[integrations-core][kubernetes_state] Metrics update #853

CharlyF · 2017-11-06T20:01:01Z

What does this PR do?

Adding new metrics from Kubernetes_state.

Motivation

We have received requests from the community.

Testing Guidelines

I will add unitests if the methods to collects data (e.g. terminated/waiting reason) are the way we chose to proceed.

Versioning

Bumped the version check in manifest.json
Updated CHANGELOG.md.
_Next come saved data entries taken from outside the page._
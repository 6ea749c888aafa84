use ndarray::{ArrayD, IxDyn};

use crate::{MlErr, Result};

/// Reshapes every sample of a batch, keeping the leading batch axis.
#[derive(Debug, Clone)]
pub struct Reshape {
    sample_shape: Vec<usize>,
    input: Option<IxDyn>,
}

impl Reshape {
    pub fn new(sample_shape: &[usize]) -> Self {
        Self {
            sample_shape: sample_shape.to_vec(),
            input: None,
        }
    }

    pub fn forward(&mut self, x: ArrayD<f32>) -> Result<ArrayD<f32>> {
        let Some(&batch) = x.shape().first() else {
            return Err(MlErr::InvalidShape {
                layer: "reshape",
                got: vec![],
                expected: "a leading batch axis",
            });
        };

        let target: Vec<usize> = std::iter::once(batch)
            .chain(self.sample_shape.iter().copied())
            .collect();

        if target.iter().product::<usize>() != x.len() {
            return Err(MlErr::InvalidShape {
                layer: "reshape",
                got: x.shape().to_vec(),
                expected: "as many elements per sample as the target shape",
            });
        }

        self.input = Some(x.raw_dim());
        Ok(standard(x).into_shape_with_order(IxDyn(&target))?)
    }

    pub fn backward(&mut self, d: ArrayD<f32>) -> Result<ArrayD<f32>> {
        let input = self
            .input
            .clone()
            .ok_or(MlErr::BackwardBeforeForward { layer: "reshape" })?;

        Ok(standard(d).into_shape_with_order(input)?)
    }
}

fn standard(x: ArrayD<f32>) -> ArrayD<f32> {
    if x.is_standard_layout() {
        x
    } else {
        x.as_standard_layout().into_owned()
    }
}

#[cfg(test)]
mod tests {
    use ndarray::Array;

    use super::*;

    #[test]
    fn keeps_the_batch_axis() {
        let mut reshape = Reshape::new(&[1, 2, 3]);
        let x = Array::from_shape_fn((4, 6), |(i, j)| (i * 6 + j) as f32).into_dyn();

        let y = reshape.forward(x.clone()).unwrap();
        assert_eq!(y.shape(), &[4, 1, 2, 3]);
        assert_eq!(y.iter().copied().collect::<Vec<_>>(), x.iter().copied().collect::<Vec<_>>());

        let back = reshape.backward(y).unwrap();
        assert_eq!(back, x);
    }

    #[test]
    fn rejects_the_wrong_amount_of_elements() {
        let mut reshape = Reshape::new(&[5]);
        assert!(reshape.forward(Array::zeros((2, 4)).into_dyn()).is_err());
    }
}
Please use Unreleased as the date in the title
for the new section.

xvello

Good first iteration, please also update the metadata.csv

xvello · 2017-11-07T15:24:05Z

kubernetes_state/check.py

@@ -68,6 +72,8 @@ def __init__(self, name, init_config, agentConfig, instances=None):
            'kube_pod_container_status_running': 'container.running',
            'kube_pod_container_status_terminated': 'container.terminated',
            'kube_pod_container_status_waiting': 'container.waiting',
+            'kube_pod_container_resource_requests_nvidia_gpu_devices': 'container.gpu.resource_request',


let's just rename them container.gpu.request / .limit like for cpu and memory

xvello · 2017-11-08T08:44:59Z

kubernetes_state/test_kubernetes_state.py

@@ -73,9 +82,9 @@ def assertMetricNotAllZeros(self, metric_name):

    @mock.patch('checks.prometheus_check.PrometheusCheck.poll')
    def test__update_kube_state_metrics(self, mock_poll):
-        f_name = os.path.join(os.path.dirname(__file__), 'ci', 'fixtures', 'prometheus', 'protobuf.bin')
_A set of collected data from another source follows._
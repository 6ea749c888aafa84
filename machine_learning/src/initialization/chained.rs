use super::ParamGen;

/// A parameter generator that delegates the generation to a chain of parameter generators.
///
/// Each layer of a network contributes one generator per parameter group, so chaining them
/// yields the flat parameter buffer of the whole network in layer order.
pub struct ChainedParamGen {
    param_gens: Vec<Box<dyn ParamGen>>,
    curr: usize,
}

impl ChainedParamGen {
    /// Creates a new `ChainedParamGen` parameter generator.
    ///
    /// # Arguments
    /// * `param_gens` - A vec of potentially different parameter generators.
    pub fn new(param_gens: Vec<Box<dyn ParamGen>>) -> Self {
        Self {
            param_gens,
            curr: 0,
        }
    }
}

impl ParamGen for ChainedParamGen {
    fn sample(&mut self, n: usize) -> Option<Vec<f32>> {
        if self.curr == self.param_gens.len() {
            return None;
        }

        match self.param_gens[self.curr].sample(n) {
            Some(sample) if sample.len() == n => Some(sample),
            Some(mut sample) => {
                self.curr += 1;

                if let Some(next_sample) = self.sample(n - sample.len()) {
                    sample.extend(next_sample);
                }

                Some(sample)
            }
            None => {
                self.curr += 1;
                self.sample(n)
            }
        }
    }
}

#[cfg(test)]
mod tests {
    use super::{super::ConstParamGen, *};

    #[test]
    fn empty() {
        let mut param_gen = ChainedParamGen::new(vec![]);
        assert!(param_gen.sample(1).is_none());
    }

    #[test]
    fn exact() {
        let param_gens: Vec<Box<dyn ParamGen>> = vec![
            Box::new(ConstParamGen::new(0., 5)),
            Box::new(ConstParamGen::new(1., 5)),
        ];

        let mut param_gen = ChainedParamGen::new(param_gens);
        let sample = param_gen.sample(10).unwrap();
        let expected: Vec<_> = (0..10).map(|i| if i > 4 { 1. } else { 0. }).collect();

        assert_eq!(sample, expected);
        assert!(param_gen.sample(1).is_none());
    }

    #[test]
    fn skips_empty_generators() {
        let param_gens: Vec<Box<dyn ParamGen>> = vec![
            Box::new(ConstParamGen::new(0., 1)),
            Box::new(ConstParamGen::new(9., 0)),
            Box::new(ConstParamGen::new(1., 3)),
        ];

        let mut param_gen = ChainedParamGen::new(param_gens);

        assert_eq!(param_gen.sample(2).unwrap(), [0., 1.]);
        assert_eq!(param_gen.sample(2).unwrap(), [1., 1.]);
        assert!(param_gen.sample(1).is_none());
    }
}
Please remove the protobuf payload if unused, we can still retrieve it from the git history

xvello · 2017-11-08T08:55:22Z

kubernetes_state/check.py

+                tags = [self._format_tag(label.name, label.value) for label in metric.label]
+                self.gauge(metric_name, 0, tags)
+
+    def kube_cronjob_next_schedule_time(self, message, **kwargs):


Great use case, we must test during RC phase that it recovers correctly (one could taint noschedule all the nodes, make sure the cronjob goes critical, then remove the taint and observe it recovering).

You should add a message in the service check to compute the delay (now - scheduled)

xvello · 2017-11-08T08:59:17Z

kubernetes_state/check.py

@@ -231,6 +254,33 @@ def kube_pod_status_phase(self, message, **kwargs):
            status = self.pod_phase_to_status.get(phase, self.UNKNOWN)
            self.service_check(check_basename + phase, status, tags=tags)

+    def kube_cronjob_status_last_schedule_time(self, message, **kwargs):


Seems redundant with kube_cronjob_next_schedule_time, and the .delay name is misleading (I'm expecting it to be positive it scheduling is lagging behind). I'd rather remove it unless we have a clear use case for this gauge.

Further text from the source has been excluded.